- Born: July 13, 1970 (age 56) Champaign, Illinois, US
- Education: Harvard University Princeton University
- Known for: Work on string duality and AdS/CFT correspondence Inflation (cosmology) and String theory landscape Physical mathematics
- Spouse: Eva Silverstein
- Parents: Braj Kachru (father); Yamuna Kachru (mother);
- Awards: Department of Energy Outstanding Junior Investigator Award, Alfred P. Sloan Foundation Fellowship, David and Lucile Packard Foundation Fellowship, Bergmann Memorial Award, Simons Investigator Award, American Academy of Arts and Sciences
- Scientific career
- Fields: Physicist
- Workplaces: Stanford University
- Doctoral advisor: Edward Witten

= Shamit Kachru =

American theoretical physicist and professor (born 1970)

Shamit Kachru (born 1970) is an American theoretical physicist, a professor emeritus of physics at Stanford University, and a former Wells Family Director of the Stanford Institute for Theoretical Physics. He served as the Stanford Physics Department Chair from 2018 to 2021. He retired in 2023.

==Career==
Kachru's research has explored a broad range of topics in string theory and quantum field theory, and their applications in cosmology, condensed matter physics, and elementary particle theory. He has made central contributions to the study of compactifications of string theory from ten to four dimensions, especially in the investigation of mechanisms which could yield string models of dark energy or cosmic inflation. He has also made notable contributions to the discovery and exploration of string dualities, to the study of models of supersymmetry breaking in string theory, and to the construction of calculable dual descriptions of strongly coupled particle physics and condensed matter systems. More recently, his work has focused on connections between geometry, number theory, and string theory. His research has also moved into theoretical questions in evolutionary biology and ecology.
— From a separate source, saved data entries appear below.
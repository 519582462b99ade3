//! Password command
//!
//! Usage: peaks password <PASSWORD> [--min-length N] [--min-digits N]

use clap::Args;
use peaks_core::password::PasswordPolicy;
use peaks_core_types::Sensitive;

#[derive(Debug, Args)]
pub struct PasswordArgs {
    /// Password to check
    pub password: String,

    #[arg(long, default_value_t = PasswordPolicy::default().min_length)]
    pub min_length: usize,

    #[arg(long, default_value_t = PasswordPolicy::default().min_digits)]
    pub min_digits: usize,
}

/// Execute password command; exits non-zero when the password is too weak
pub fn execute(args: PasswordArgs) -> Result<(), Box<dyn std::error::Error>> {
    let policy = PasswordPolicy {
        min_length: args.min_length,
        min_digits: args.min_digits,
    };
    let password = Sensitive::new(args.password);

    if policy.validate_sensitive(&password) {
        println!("valid");
        Ok(())
    } else {
        Err(format!(
            "password needs at least {} chars including {} digits",
            policy.min_length, policy.min_digits
        )
        .into())
    }
}
//! Login dialog command
//!
//! Usage: peaks dialog [--user NAME]

use clap::Args;
use peaks_core::auth::{LoginDialog, SessionAuth};

#[derive(Debug, Args)]
pub struct DialogArgs {
    /// Sign this user in before asking
    #[arg(long)]
    pub user: Option<String>,
}

/// Execute dialog command
pub fn execute(args: DialogArgs) -> Result<(), Box<dyn std::error::Error>> {
    let mut auth = SessionAuth::new();
    if let Some(user) = args.user {
        auth.sign_in(user);
    }

    let dialog = LoginDialog::new(&auth);
    if dialog.should_show_login_dialog() {
        println!("show login dialog");
    } else {
        println!("hide login dialog");
    }
    Ok(())
}
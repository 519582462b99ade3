//! Calculator command
//!
//! Usage: peaks calc <OP>... [--quiet] [--repeat N]

use clap::Args;
use peaks_core::calculator::{Calculator, Logger, Operation};

#[derive(Debug, Args)]
pub struct CalcArgs {
    /// Operations in `add:N` or `+N` form, applied in order
    #[arg(required = true)]
    pub operations: Vec<String>,

    /// Run the queue this many times (totals compound)
    #[arg(long, default_value_t = 1, value_parser = clap::value_parser!(u32).range(1..))]
    pub repeat: u32,

    /// Print only the final total
    #[arg(long)]
    pub quiet: bool,
}

/// Prints each calculator message on its own line
struct StdoutLogger {
    quiet: bool,
}

impl Logger for StdoutLogger {
    fn emit(&mut self, message: &str) {
        if !self.quiet {
            println!("{}", message);
        }
    }
}

/// Execute calc command
pub fn execute(args: CalcArgs) -> Result<(), Box<dyn std::error::Error>> {
    let operations = args
        .operations
        .iter()
        .map(|token| token.parse::<Operation>())
        .collect::<Result<Vec<_>, _>>()?;

    let mut calc = Calculator::new(StdoutLogger { quiet: args.quiet });
    for operation in operations {
        calc.enqueue(operation);
    }

    let mut total = 0;
    for _ in 0..args.repeat {
        total = calc.execute();
    }

    if args.quiet {
        println!("{}", total);
    }
    Ok(())
}
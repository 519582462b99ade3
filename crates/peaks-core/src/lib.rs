//! Peaks Core - small business-logic units built for testing through their seams
//!
//! This crate provides:
//! - A deferred-action calculator that reports through an injected logger
//! - A login-dialog rule driven by an injected auth capability
//! - A background string producer with a one-shot completion callback
//! - Integer division and password validation helpers with explicit failure modes
//! - Test doubles plus a structured logging facility with an in-memory capture mode

pub mod async_string;
pub mod auth;
pub mod calculator;
pub mod division;
pub mod errors;
pub mod logging_facility;
pub mod numeric;
pub mod password;
pub mod testing;

// Re-export commonly used types
pub use async_string::{AsyncStringProducer, Completion};
pub use auth::{AuthManager, LoginDialog, SessionAuth};
pub use calculator::{Calculator, Logger, Operation, TracingLogger};
pub use division::divide;
pub use errors::{ExError, ExErrorKind, PeaksError, Result};
pub use password::PasswordPolicy;
use peaks_core::numeric::is_only_numeric;
use peaks_core::testing::assert_only_numeric;

#[test]
fn test_is_only_numeric_string() {
    assert_only_numeric("0123456789");
    assert_only_numeric("7");
}

#[test]
#[should_panic(expected = "is not only numeric")]
fn test_leading_letter_is_rejected() {
    assert_only_numeric("a0123456789");
}

#[test]
fn test_mixed_strings() {
    assert!(!is_only_numeric("0123a"));
    assert!(is_only_numeric("１２３"));
    assert!(is_only_numeric("١٢٣"));
    assert!(is_only_numeric(""));
}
Kachru is a recipient of a Department of Energy Outstanding Junior Investigator Award, an Alfred P. Sloan Foundation Fellowship, the Bergmann Memorial Award, a David and Lucile Packard Foundation Fellowship, and a Simons Investigator Award. He was elected as a Member of the American Academy of Arts and Sciences in 2022.

In 1986, Kachru attended the prestigious Research Science Institute. He graduated from University High School in Urbana, Illinois and from Harvard University before obtaining a doctorate in physics from Princeton University under the supervision of Edward Witten. Kachru was a junior fellow in the Harvard Society of Fellows. In 2017 he received a Simons Investigator Award.

Kachru is best known for his extensive research on flux compactifications (including work with Steve Giddings and Joseph Polchinski), which can stabilize the extra dimensions of string theory. In collaboration with Renata Kallosh, Andrei Linde, and Sandip Trivedi, he found the first models of accelerated expansion of the universe in low energy supersymmetric string compactifications (see KKLT mechanism). He made notable contributions to string theory duality (with Cumrun Vafa), the AdS/CFT correspondence (with Eva Silverstein), and to the construction of models of cosmic inflation. He has also done significant work on the holographic description of finite density quantum matter, the theory of non-Fermi liquids, and the understanding of moonshine and its connections to physics and geometry.

As of September 2023, Kachru is working with PDT Partners, and according to his website his "current scientific research is focused on understanding dynamics of various liquid global financial markets".

He was one of the signatories of Statement on AI Risk (2023) open letter.

He is the son of Braj Kachru and Yamuna Kachru, and is married to fellow Stanford professor Eva Silverstein.